Australia: Indigenous Teenager Dies At WA’s Banksia Hill Youth Detention Centre
An Aboriginal teenager has died at a detention centre in Western Australia after calling out from a cell prior to his death.
The 17-year-old, the second child to die in custody in the state in less than a year, was found unresponsive in his cell at Banksia Hill Youth Detention Centre on Thursday night.
Authorities told a press conference on Friday that having arrived at the centre on Tuesday morning, reportedly intoxicated, the teenager had been placed in the intensive supervision unit but was considered low risk with regards to his mental health and self-harm risk.
He was moved to the facility’s general units and had been checked on 10 times that day, before being found unresponsive on the 11th check-up, just before 10 pm on Thursday.
Staff entered his cell and performed CPR (Cardiopulmonary Resuscitation) but he was unable to be revived. They were wearing radios and body-worn cameras.
The Commissioner of Corrective Services, Brad Royce, who spoke about reviewing the body camera footage, and being “satisfied” with the way staff reacted, said; “I’m satisfied that their actions around what they’re doing and the way they called for support was appropriate.” .
Royce said the teenager had called out from his cell prior to his death, but that the cries were “innocuous and nothing” and had “no suggestion of harm”.
“It was low-level stuff, innocuous. I’d rather not go into it, but it had no impact on this,” he said.
Also, the Corrective Services Minister, Paul Papalia, said the teenager had spent time outside his cell, in communal areas, before returning to his cell sometime after 6 pm, adding that there was no CCTV in his cell because the 17-year-old wasn’t considered to be at high risk of harm.
On his part, the Western Australian Premier, Roger Cook, admitted that a “failure has occurred” but expressed confidence in the State’s youth detention system.
According to him; “We’ll continue to make sure we do everything we can to improve the lives of people, not only those who work at the facility but those who are at the facility.
“I have more confidence than ever before in terms of the way we are managing our juvenile detention facilities.”
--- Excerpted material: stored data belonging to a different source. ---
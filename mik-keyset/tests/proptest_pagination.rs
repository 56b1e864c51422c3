//! Property tests for keyset walks over an in-memory query.
//!
//! The in-memory query evaluates the seek predicate and ORDER BY the paginator
//! hands it, so these tests check the predicate, the order flip and the
//! post-processing together.

use std::cmp::Ordering;
use std::convert::Infallible;

use mik_keyset::{
    CursorCodec, CursorError, CursorFields, Error, FilterExpr, JsonCursorCodec, LogicalOp,
    Operator, Page, Paginator, Query, SortDir, SortField, Value,
};
use proptest::prelude::*;

#[derive(Debug, Clone, PartialEq)]
struct Rec {
    id: i64,
    score: i64,
}

impl CursorFields for Rec {
    fn cursor_value(&self, key: &str) -> Option<Value> {
        match key {
            "ID" => Some(Value::Int(self.id)),
            "Score" => Some(Value::Int(self.score)),
            _ => None,
        }
    }
}

fn column(rec: &Rec, field: &str) -> Value {
    match field.rsplit('.').next() {
        Some("id") => Value::Int(rec.id),
        Some("score") => Value::Int(rec.score),
        other => panic!("unknown column {other:?}"),
    }
}

fn compare(a: &Value, b: &Value) -> Ordering {
    match (a, b) {
        (Value::Int(x), Value::Int(y)) => x.cmp(y),
        _ => panic!("unsupported comparison {a:?} vs {b:?}"),
    }
}

fn matches(expr: &FilterExpr, rec: &Rec) -> bool {
    match expr {
        FilterExpr::Simple(f) => {
            let ord = compare(&column(rec, &f.field), &f.value);
            match f.op {
                Operator::Eq => ord == Ordering::Equal,
                Operator::Ne => ord != Ordering::Equal,
                Operator::Gt => ord == Ordering::Greater,
                Operator::Gte => ord != Ordering::Less,
                Operator::Lt => ord == Ordering::Less,
                Operator::Lte => ord != Ordering::Greater,
            }
        },
        FilterExpr::Compound(c) => match c.op {
            LogicalOp::And => c.filters.iter().all(|e| matches(e, rec)),
            LogicalOp::Or => c.filters.iter().any(|e| matches(e, rec)),
        },
    }
}

/// Evaluates filters, sorts and limits over a fixed row set.
#[derive(Debug, Default)]
struct MemoryQuery {
    rows: Vec<Rec>,
    filters: Vec<FilterExpr>,
    sorts: Vec<SortField>,
    limit: Option<usize>,
    selects: usize,
}

impl MemoryQuery {
    fn new(rows: &[Rec]) -> Self {
        Self {
            rows: rows.to_vec(),
            ..Self::default()
        }
    }
}

impl Query for MemoryQuery {
    type Row = Rec;
    type Error = Infallible;

    fn table(&self) -> &str {
        "recs"
    }

    fn filter(&mut self, expr: FilterExpr) {
        self.filters.push(expr);
    }

    fn limit(&mut self, limit: usize) {
        self.limit = Some(limit);
    }

    fn order(&mut self, sorts: &[SortField]) {
        self.sorts.extend_from_slice(sorts);
    }

    fn select(&mut self) -> Result<Vec<Rec>, Infallible> {
        self.selects += 1;
        let mut out: Vec<Rec> = self
            .rows
            .iter()
            .filter(|r| self.filters.iter().all(|f| matches(f, r)))
            .cloned()
            .collect();
        out.sort_by(|a, b| {
            self.sorts.iter().fold(Ordering::Equal, |acc, s| {
                acc.then_with(|| {
                    let ord = compare(&column(a, &s.field), &column(b, &s.field));
                    match s.dir {
                        SortDir::Asc => ord,
                        SortDir::Desc => ord.reverse(),
                    }
                })
            })
        });
        if let Some(limit) = self.limit {
            out.truncate(limit);
        }
        Ok(out)
    }
}

const KEYS: [&str; 2] = ["Score", "ID"];

fn paginator(limit: usize, order: SortDir) -> Paginator {
    Paginator::new().keys(KEYS).limit(limit).order(order)
}

fn page(rows: &[Rec], paginator: &mut Paginator) -> Page<Rec> {
    paginator.paginate(&mut MemoryQuery::new(rows)).unwrap()
}

fn sorted(rows: &[Rec], order: SortDir) -> Vec<Rec> {
    let mut out = rows.to_vec();
    out.sort_by(|a, b| {
        let ord = a.score.cmp(&b.score).then(a.id.cmp(&b.id));
        match order {
            SortDir::Asc => ord,
            SortDir::Desc => ord.reverse(),
        }
    });
    out
}

fn walk_forward(rows: &[Rec], limit: usize, order: SortDir) -> Vec<Page<Rec>> {
    let mut pages = Vec::new();
    let mut current = paginator(limit, order);
    for _ in 0..=rows.len() + 1 {
        let page = page(rows, &mut current);
        let after = page.cursor.after.clone();
        pages.push(page);
        match after {
            Some(token) => current = paginator(limit, order).after_cursor(token),
            None => break,
        }
    }
    pages
}

fn records() -> impl Strategy<Value = Vec<Rec>> {
    prop::collection::vec(0i64..5, 0..40).prop_map(|scores| {
        scores
            .into_iter()
            .enumerate()
            .map(|(i, score)| Rec {
                id: i as i64 + 1,
                score,
            })
            .collect()
    })
}

fn direction() -> impl Strategy<Value = SortDir> {
    prop_oneof![Just(SortDir::Asc), Just(SortDir::Desc)]
}

proptest! {
    /// Following `after` cursors visits every row once, in key order.
    #[test]
    fn forward_walk_has_no_gaps_or_overlap(
        rows in records(),
        limit in 1usize..8,
        order in direction(),
    ) {
        let pages = walk_forward(&rows, limit, order);
        let seen: Vec<Rec> = pages.iter().flat_map(|p| p.items.clone()).collect();

        prop_assert_eq!(seen, sorted(&rows, order));
        for p in &pages {
            prop_assert!(p.len() <= limit);
        }
    }

    /// The first page reports more rows exactly when they exist.
    #[test]
    fn first_page_has_more_iff_rows_remain(
        rows in records(),
        limit in 1usize..8,
        order in direction(),
    ) {
        let first = page(&rows, &mut paginator(limit, order));

        prop_assert_eq!(first.has_more, rows.len() > limit);
        prop_assert_eq!(first.has_next(), rows.len() > limit);
        prop_assert!(!first.has_prev());
        prop_assert_eq!(first.len(), rows.len().min(limit));
    }

    /// Following `before` cursors from the last page retraces the forward walk.
    #[test]
    fn backward_walk_retraces_forward_pages(
        rows in records(),
        limit in 1usize..8,
        order in direction(),
    ) {
        let forward = walk_forward(&rows, limit, order);
        let Some(last) = forward.last() else {
            return Ok(());
        };

        let mut backward = vec![last.items.clone()];
        let mut before = last.cursor.before.clone();
        while let Some(token) = before {
            let p = page(&rows, &mut paginator(limit, order).before_cursor(token));
            before = p.cursor.before.clone();
            backward.push(p.items);
            prop_assert!(backward.len() <= forward.len());
        }
        backward.reverse();

        let expected: Vec<Vec<Rec>> = forward.iter().map(|p| p.items.clone()).collect();
        prop_assert_eq!(backward, expected);
    }

    /// A token written from a row seeks from that row's key values.
    #[test]
    fn tokens_carry_key_values(id in -(1i64 << 53)..(1i64 << 53), score in any::<i32>()) {
        let keys: Vec<String> = KEYS.iter().map(|k| (*k).to_string()).collect();
        let token = JsonCursorCodec.encode(&Rec { id, score: i64::from(score) }, &keys).unwrap();

        prop_assert_eq!(
            JsonCursorCodec.decode(&token, &keys).unwrap(),
            vec![Value::Int(i64::from(score)), Value::Int(id)]
        );
    }

    /// Arbitrary tokens either decode or fail with an error, never a panic.
    #[test]
    fn arbitrary_tokens_never_panic(token in "[A-Za-z0-9_-]{0,64}") {
        let p = paginator(3, SortDir::Asc).after_cursor(token);
        let _ = p.plan("recs");
    }
}

#[test]
fn decode_failure_never_selects() {
    let rows = [Rec { id: 1, score: 1 }];
    let mut query = MemoryQuery::new(&rows);
    let mut p = paginator(2, SortDir::Asc).before_cursor("@@@");

    let err = p.paginate(&mut query).unwrap_err();

    assert!(matches!(err, Error::Cursor(CursorError::InvalidBase64)));
    assert_eq!(query.selects, 0);
    assert!(p.next_cursor().is_empty());
}

#[test]
fn wrong_arity_token_is_rejected() {
    let token = JsonCursorCodec.encode_values(&[Value::Int(1)]).unwrap();
    let mut query = MemoryQuery::new(&[]);
    let mut p = paginator(2, SortDir::Asc).after_cursor(token);

    let err = p.paginate(&mut query).unwrap_err();

    assert!(matches!(
        err,
        Error::Cursor(CursorError::ArityMismatch {
            expected: 2,
            found: 1
        })
    ));
    assert_eq!(query.selects, 0);
}

#[test]
fn empty_token_starts_from_the_edge() {
    let rows: Vec<Rec> = (1..=5).map(|id| Rec { id, score: 0 }).collect();

    // An empty before token still scans backward from the far end
    let p = page(&rows, &mut paginator(2, SortDir::Asc).before_cursor(""));

    let ids: Vec<i64> = p.items.iter().map(|r| r.id).collect();
    assert_eq!(ids, vec![4, 5]);
    assert!(p.has_more);
    assert!(p.cursor.before.is_some());
    assert!(p.cursor.after.is_some());
}

#[test]
fn query_errors_are_carried_unchanged() {
    #[derive(Debug)]
    struct Failing;

    impl Query for Failing {
        type Row = Rec;
        type Error = String;

        fn table(&self) -> &str {
            "recs"
        }
        fn filter(&mut self, _: FilterExpr) {}
        fn limit(&mut self, _: usize) {}
        fn order(&mut self, _: &[SortField]) {}
        fn select(&mut self) -> Result<Vec<Rec>, String> {
            Err("connection reset".to_string())
        }
    }

    let err = Paginator::new().paginate(&mut Failing).unwrap_err();

    assert_eq!(err.query().map(String::as_str), Some("connection reset"));
    assert_eq!(err.into_query().as_deref(), Some("connection reset"));
}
Expressing fury at the situation, Independent Victorian Senator Lidia Thorpe said it was unfortunate that the state government was refusing to take responsibility.
Thorpe said; “These deaths are entirely avoidable, and the WA and federal governments are responsible. It shows that this premier, like all governments, refuses to take responsibility for the systems they’ve built that are killing our children. We’re already seeing the victim blaming that we have become so used to.”
She described the situation as a “national crisis”, insisting that federal action was needed to address it.
The WA government has continued to face strong criticism over conditions in Banksia Hill, the State’s only youth detention centre, amid ongoing reports of self-harm, suicide attempts and the destruction of cells.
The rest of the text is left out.